--- DATASET Enclosed Below ---
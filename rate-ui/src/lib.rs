pub mod app;
pub mod chart;
pub mod cli;
pub mod commands;
pub mod config;
pub mod logging;
pub mod tables;
pub mod terminal;
pub mod utils;
pub mod view;

pub use app::RateApp;
pub use terminal::TerminalPresenter;
//! Per-session selection state for the rate lookup form.
//!
//! The state is owned by exactly one interactive session and changes only
//! through [`SelectionState::handle_event`], one event per user action.
//! Rendering reads the state but never mutates it; the only deferred change is
//! the pending reset, applied by [`SelectionState::end_cycle`] once the cycle
//! that scheduled it has been rendered.
//!
//! ```text
//!          edit                submit (valid range)          reset pending
//!   Idle ────────▶ Editing ─────────────────────▶ Submitted ──────────────▶ Idle
//!                    ▲  │ submit (incomplete range)   │  download_completed
//!                    │  └─────── stays Editing        └──▶ Submitted, reset pending
//!                    └──────────── edit ◀─────────────────┘
//! ```

use chrono::{Days, NaiveDate};
use rust_decimal::Decimal;
use serde::{Deserialize, Serialize};
use tracing::{debug, info, warn};

use crate::filter::filter;
use crate::models::{MetricType, RateRow, metric_for_class};
use crate::table::RateTable;

/// Length of the default look-back window.
pub const DEFAULT_LOOKBACK_DAYS: u64 = 365;

/// A date range as chosen so far: either endpoint may still be missing.
#[derive(Debug, Clone, Copy, Default, PartialEq, Eq, Serialize, Deserialize)]
pub struct DateSelection {
    pub start: Option<NaiveDate>,
    pub end: Option<NaiveDate>,
}

impl DateSelection {
    pub fn range(
        start: NaiveDate,
        end: NaiveDate,
    ) -> Self {
        Self {
            start: Some(start),
            end: Some(end),
        }
    }

    pub fn start_only(start: NaiveDate) -> Self {
        Self {
            start: Some(start),
            end: None,
        }
    }

    /// `[today - 365 days, today]`.
    pub fn default_for(today: NaiveDate) -> Self {
        let start = today
            .checked_sub_days(Days::new(DEFAULT_LOOKBACK_DAYS))
            .unwrap_or(NaiveDate::MIN);
        Self::range(start, today)
    }

    /// Both endpoints, if the range is well formed.
    pub fn complete(&self) -> Option<(NaiveDate, NaiveDate)> {
        match (self.start, self.end) {
            (Some(start), Some(end)) if start <= end => Some((start, end)),
            _ => None,
        }
    }
}

/// Where the session currently is in the lookup workflow.
#[derive(Debug, Clone, Copy, Default, PartialEq, Eq, Serialize, Deserialize)]
pub enum SessionPhase {
    #[default]
    Idle,
    Editing,
    Submitted,
}

/// A user action, as reported by the presentation layer.
#[derive(Debug, Clone, PartialEq, Eq)]
pub enum Event {
    SelectClass(String),
    SetValue(Decimal),
    SetDateRange(DateSelection),
    Submit,
    /// The exported result was handed to the user.
    DownloadCompleted,
    /// The user asked to clear the form.
    Reset,
}

/// What handling an event did.
#[derive(Debug, Clone, Copy, PartialEq, Eq)]
pub enum EventOutcome {
    /// A form field changed.
    Updated,
    /// The lookup ran and its result is cached.
    Submitted { matched: usize },
    /// Submit was refused because the date range is incomplete.
    InvalidDateRange,
    /// Submit was refused because no class is selected.
    NoClassSelected,
    /// A reset will be applied at the end of this cycle.
    ResetScheduled,
    /// The event does not apply in the current phase.
    Ignored,
}

#[derive(Debug, Clone, PartialEq, Eq)]
pub struct SelectionState {
    selected_class: Option<String>,
    /// Consumption (kWh) or demand (kW), depending on the class.
    value: Decimal,
    requested_dates: DateSelection,
    /// Rows from the last submit, `None` until one has run.
    result: Option<Vec<RateRow>>,
    reset_pending: bool,
    phase: SessionPhase,
}

impl SelectionState {
    /// Fresh state for a session starting on `today`.
    pub fn new(today: NaiveDate) -> Self {
        Self {
            selected_class: None,
            value: Decimal::ZERO,
            requested_dates: DateSelection::default_for(today),
            result: None,
            reset_pending: false,
            phase: SessionPhase::Idle,
        }
    }

    pub fn phase(&self) -> SessionPhase {
        self.phase
    }

    pub fn selected_class(&self) -> Option<&str> {
        self.selected_class.as_deref()
    }

    pub fn value(&self) -> Decimal {
        self.value
    }

    pub fn requested_dates(&self) -> DateSelection {
        self.requested_dates
    }

    /// Rows from the last submit, `None` until one has run.
    pub fn result(&self) -> Option<&[RateRow]> {
        self.result.as_deref()
    }

    /// A reset will be applied by the next [`end_cycle`](Self::end_cycle).
    pub fn reset_pending(&self) -> bool {
        self.reset_pending
    }

    /// Metric gating the band lookup for the selected class.
    pub fn metric_type(&self) -> MetricType {
        self.selected_class
            .as_deref()
            .map(metric_for_class)
            .unwrap_or_default()
    }

    /// Applies one user action.
    pub fn handle_event(
        &mut self,
        table: &RateTable,
        event: Event,
    ) -> EventOutcome {
        debug!(?event, phase = ?self.phase, "handling event");

        match event {
            Event::SelectClass(customer_class) => {
                self.selected_class = Some(customer_class);
                self.edited()
            }
            Event::SetValue(value) => {
                self.value = value;
                self.edited()
            }
            Event::SetDateRange(dates) => {
                self.requested_dates = dates;
                self.edited()
            }
            Event::Submit => self.submit(table),
            Event::DownloadCompleted => {
                if self.phase != SessionPhase::Submitted {
                    debug!("download completed outside a submitted lookup, ignoring");
                    return EventOutcome::Ignored;
                }
                self.reset_pending = true;
                EventOutcome::ResetScheduled
            }
            Event::Reset => {
                self.reset_pending = true;
                EventOutcome::ResetScheduled
            }
        }
    }

    /// Finishes a render cycle, applying a pending reset.
    ///
    /// Returns `true` when the state was reset.
    pub fn end_cycle(
        &mut self,
        today: NaiveDate,
    ) -> bool {
        if !self.reset_pending {
            return false;
        }

        *self = Self::new(today);
        info!("selection reset");
        true
    }

    fn edited(&mut self) -> EventOutcome {
        self.phase = SessionPhase::Editing;
        EventOutcome::Updated
    }

    fn submit(
        &mut self,
        table: &RateTable,
    ) -> EventOutcome {
        let Some((start, end)) = self.requested_dates.complete() else {
            warn!(dates = ?self.requested_dates, "submit with incomplete date range");
            self.phase = SessionPhase::Editing;
            return EventOutcome::InvalidDateRange;
        };
        let Some(customer_class) = self.selected_class.as_deref() else {
            warn!("submit without a customer class");
            return EventOutcome::NoClassSelected;
        };

        let metric = metric_for_class(customer_class);
        let rows = filter(table, customer_class, self.value, metric, start, end);
        let matched = rows.len();

        info!(
            class = customer_class,
            %metric,
            value = %self.value,
            %start,
            %end,
            matched,
            "lookup submitted"
        );

        self.result = Some(rows);
        self.reset_pending = false;
        self.phase = SessionPhase::Submitted;
        EventOutcome::Submitted { matched }
    }
}
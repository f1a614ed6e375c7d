use chrono::NaiveDate;
use rust_decimal::Decimal;
use thiserror::Error;

/// Error returned when a string cannot be parsed as a [`Decimal`].
#[derive(Debug, Error)]
#[error("invalid number '{input}': {source}")]
pub struct ParseDecimalError {
    input: String,
    #[source]
    source: rust_decimal::Error,
}

/// Error returned when a string is not a date in any accepted format.
#[derive(Debug, Error)]
#[error("invalid date '{0}', expected YYYY-MM-DD or MM/DD/YYYY")]
pub struct ParseDateError(String);

/// Formats accepted for dates typed by the user.
const DATE_FORMATS: [&str; 2] = ["%Y-%m-%d", "%m/%d/%Y"];

/// Trims whitespace and removes commas (thousands separator).
fn normalize_decimal_input(s: &str) -> String {
    s.trim().replace(',', "")
}

/// Parses a string into a [`Decimal`].
///
/// Handles comma as thousands separator (e.g. `"1,234.56"`).
/// Empty or whitespace-only input is treated as 0.
pub fn parse_decimal(s: &str) -> Result<Decimal, ParseDecimalError> {
    let normalized = normalize_decimal_input(s);
    if normalized.is_empty() {
        return Ok(Decimal::ZERO);
    }
    normalized.parse().map_err(|e| {
        tracing::warn!(input = %s, "invalid number: {}", e);
        ParseDecimalError {
            input: s.to_string(),
            source: e,
        }
    })
}

/// Parses a date typed by the user.
pub fn parse_date(s: &str) -> Result<NaiveDate, ParseDateError> {
    let trimmed = s.trim();
    DATE_FORMATS
        .iter()
        .find_map(|fmt| NaiveDate::parse_from_str(trimmed, fmt).ok())
        .ok_or_else(|| ParseDateError(trimmed.to_string()))
}

/// Formats an optional date for display, using "—" when `None`.
pub fn opt_date_display(d: Option<NaiveDate>) -> String {
    d.map(|v| v.format("%Y-%m-%d").to_string())
        .unwrap_or_else(|| "—".to_string())
}

#[cfg(test)]
mod tests {
    use super::*;
    use rust_decimal_macros::dec;

    #[test]
    fn parse_decimal_accepts_comma_thousands_separator() {
        assert_eq!(parse_decimal("1,234.56").unwrap(), dec!(1234.56));
        assert_eq!(parse_decimal("1,234,567.89").unwrap(), dec!(1234567.89));
    }

    #[test]
    fn parse_decimal_trim_whitespace() {
        assert_eq!(parse_decimal("  123.45  ").unwrap(), dec!(123.45));
    }

    #[test]
    fn parse_decimal_empty_treated_as_zero() {
        assert_eq!(parse_decimal("").unwrap(), Decimal::ZERO);
        assert_eq!(parse_decimal("   ").unwrap(), Decimal::ZERO);
    }

    #[test]
    fn parse_decimal_invalid_returns_error() {
        assert!(parse_decimal("abc").is_err());
    }

    #[test]
    fn parse_date_accepts_iso_and_us_formats() {
        let expected = NaiveDate::from_ymd_opt(2023, 1, 31).unwrap();
        assert_eq!(parse_date("2023-01-31").unwrap(), expected);
        assert_eq!(parse_date(" 01/31/2023 ").unwrap(), expected);
    }

    #[test]
    fn parse_date_rejects_garbage() {
        assert!(parse_date("31.01.2023").is_err());
        assert!(parse_date("2023-02-30").is_err());
        assert!(parse_date("").is_err());
    }

    #[test]
    fn opt_date_display_uses_dash_for_missing() {
        assert_eq!(opt_date_display(NaiveDate::from_ymd_opt(2023, 1, 1)), "2023-01-01");
        assert_eq!(opt_date_display(None), "—");
    }
}
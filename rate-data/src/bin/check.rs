use std::path::PathBuf;

use anyhow::{Context, Result};
use clap::Parser;
use rate_core::metric_for_class;
use rate_data::load_from_file;
use tracing_subscriber::EnvFilter;

/// Validate a rate table (CSV or workbook) and summarise its contents.
///
/// The file must carry every rate table column (see the loader docs):
/// Customer Class, Customer Subclass, Supply Period, Supply Period Start,
/// Supply Period End, the consumption and demand limits, and the six charges.
#[derive(Parser, Debug)]
#[command(name = "rate-data-check")]
#[command(version, about, long_about = None)]
struct Args {
    /// Path to the CSV or workbook file containing the rate table
    #[arg(short, long)]
    file: PathBuf,
}

fn main() -> Result<()> {
    let filter = EnvFilter::try_from_default_env().unwrap_or_else(|_| EnvFilter::from("warn"));
    tracing_subscriber::fmt()
        .with_env_filter(filter)
        .with_writer(std::io::stderr)
        .without_time()
        .with_target(false)
        .init();

    let args = Args::parse();

    println!("Checking rate table: {}", args.file.display());

    let table = load_from_file(&args.file)
        .with_context(|| format!("Failed to load rate table: {}", args.file.display()))?;

    println!("Parsed {} rows", table.len());

    match table.supply_period_span() {
        Some((first, last)) => println!("Supply periods: {first} to {last}"),
        None => println!("Supply periods: none"),
    }

    println!("Customer classes:");
    for class in table.classes() {
        println!(
            "  {class} ({}): {} rows",
            metric_for_class(class),
            table.rows_for(class).count()
        );
    }

    Ok(())
}
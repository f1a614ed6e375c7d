use chrono::NaiveDate;
use rust_decimal::Decimal;
use serde::{Deserialize, Serialize};

use super::MetricType;

/// One historical rate schedule entry.
///
/// A row applies to one customer class (and subclass) for one supply period,
/// within a consumption band and a demand band. Limits and charges that were
/// blank in the source are `None`.
#[derive(Debug, Clone, PartialEq, Eq, Serialize, Deserialize)]
pub struct RateRow {
    pub customer_class: String,
    pub customer_subclass: String,

    // Billing month the schedule applies to
    pub supply_period: NaiveDate,
    pub supply_period_start: Option<NaiveDate>,
    pub supply_period_end: Option<NaiveDate>,

    // Bands
    pub lower_limit_consumption: Option<Decimal>,
    pub upper_limit_consumption: Option<Decimal>,
    pub lower_limit_demand: Option<Decimal>,
    pub upper_limit_demand: Option<Decimal>,

    // Per-kWh charges
    pub generation_charge_kwh: Option<Decimal>,
    pub transmission_charge_kwh: Option<Decimal>,
    pub distribution_charge_kwh: Option<Decimal>,

    // Per-kW charges
    pub transmission_charge_kw: Option<Decimal>,
    pub distribution_charge_kw: Option<Decimal>,
    pub total_per_kw: Option<Decimal>,
}

impl RateRow {
    /// Lower limit of the band for `metric`.
    pub fn lower_limit(
        &self,
        metric: MetricType,
    ) -> Option<Decimal> {
        match metric {
            MetricType::Consumption => self.lower_limit_consumption,
            MetricType::Demand => self.lower_limit_demand,
        }
    }

    /// Upper limit of the band for `metric`.
    pub fn upper_limit(
        &self,
        metric: MetricType,
    ) -> Option<Decimal> {
        match metric {
            MetricType::Consumption => self.upper_limit_consumption,
            MetricType::Demand => self.upper_limit_demand,
        }
    }
}
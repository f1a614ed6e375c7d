mod column;
mod customer_class;
mod rate_row;

pub use column::{CHART_SERIES, CHART_X, CellValue, Column, DISPLAY_COLUMNS};
pub use customer_class::{KNOWN_CLASSES, MetricType, metric_for_class};
pub use rate_row::RateRow;
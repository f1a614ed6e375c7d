use std::fmt;

use serde::{Deserialize, Serialize};

/// Which metric gates the band lookup for a customer class.
#[derive(Debug, Clone, Copy, Default, PartialEq, Eq, Hash, Serialize, Deserialize)]
pub enum MetricType {
    /// Energy consumed over the billing month, in kWh.
    #[default]
    Consumption,
    /// Peak demand over the billing month, in kW.
    Demand,
}

impl MetricType {
    pub fn as_str(&self) -> &'static str {
        match self {
            Self::Consumption => "Consumption",
            Self::Demand => "Demand",
        }
    }

    pub fn unit(&self) -> &'static str {
        match self {
            Self::Consumption => "kWh",
            Self::Demand => "kW",
        }
    }

    /// Label shown next to the value input for this metric.
    pub fn input_label(&self) -> String {
        format!("Enter {} Value ({})", self.as_str(), self.unit())
    }

    pub fn parse(s: &str) -> Option<Self> {
        match s {
            "Consumption" => Some(Self::Consumption),
            "Demand" => Some(Self::Demand),
            _ => None,
        }
    }
}

impl fmt::Display for MetricType {
    fn fmt(
        &self,
        f: &mut fmt::Formatter<'_>,
    ) -> fmt::Result {
        f.write_str(self.as_str())
    }
}

/// Customer classes with a fixed metric assignment.
///
/// - Residential and General Service A → billed on consumption
/// - General Service B and the General Power classes → billed on demand
pub const KNOWN_CLASSES: [(&str, MetricType); 6] = [
    ("Residential", MetricType::Consumption),
    ("General Service A", MetricType::Consumption),
    ("General Service B", MetricType::Demand),
    ("General Power (GP) Secondary", MetricType::Demand),
    ("GP 13.8 KV and below", MetricType::Demand),
    ("GP 34.5 KV", MetricType::Demand),
];

/// Maps a customer class to the metric its bands are expressed in.
///
/// Classes outside [`KNOWN_CLASSES`] fall back to [`MetricType::Consumption`].
pub fn metric_for_class(customer_class: &str) -> MetricType {
    KNOWN_CLASSES
        .iter()
        .find(|(name, _)| *name == customer_class)
        .map(|(_, metric)| *metric)
        .unwrap_or_default()
}
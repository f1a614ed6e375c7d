//! Projection of a [`SelectionState`] onto a [`Presenter`].
//!
//! [`render`] never mutates the state. Anything the user did with the
//! rendered widgets is returned as follow-up events for the caller to apply.

use chrono::NaiveDate;
use rate_core::{
    CHART_SERIES, CHART_X, DISPLAY_COLUMNS, Event, Presenter, RateTable, SelectionState,
};
use rate_data::export_download;
use rust_decimal::Decimal;
use tracing::{error, warn};

pub const CLASS_LABEL: &str = "Select Customer Class";
pub const DATE_RANGE_LABEL: &str = "Select Supply Period Range";
pub const INVALID_RANGE_MESSAGE: &str = "Please select a valid date range.";

/// Limits of the date range input.
#[derive(Debug, Clone, Copy, PartialEq, Eq)]
pub struct DateBounds {
    pub min: NaiveDate,
    pub max: NaiveDate,
}

/// Draws the lookup form and, when present, the cached result.
pub fn render<P: Presenter + ?Sized>(
    state: &SelectionState,
    table: &RateTable,
    presenter: &mut P,
    bounds: DateBounds,
) -> Vec<Event> {
    let mut events = Vec::new();

    if table.classes().is_empty() {
        warn!("rate table has no customer classes, nothing to render");
        return events;
    }

    presenter.render_select(CLASS_LABEL, table.classes(), state.selected_class());
    presenter.render_number_input(&state.metric_type().input_label(), Decimal::ZERO, state.value());
    presenter.render_date_range_input(
        DATE_RANGE_LABEL,
        bounds.min,
        bounds.max,
        &state.requested_dates(),
    );

    if state.requested_dates().complete().is_none() {
        presenter.render_error(INVALID_RANGE_MESSAGE);
        return events;
    }

    let Some(rows) = state.result() else {
        return events;
    };

    presenter.render_table(rows, &DISPLAY_COLUMNS);
    if rows.is_empty() {
        return events;
    }

    presenter.render_line_chart(rows, CHART_X, &CHART_SERIES);

    match export_download(rows) {
        Ok(download) => {
            if presenter.render_download_button(&download) {
                events.push(Event::DownloadCompleted);
            }
        }
        Err(e) => {
            error!("failed to prepare export: {e}");
            presenter.render_error(&format!("Could not prepare the download: {e}"));
        }
    }

    events
}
--- End of Enclosed DATASET ---
Where the string "Service" appears in a line of the material above, count that line, and say only how many there are.

4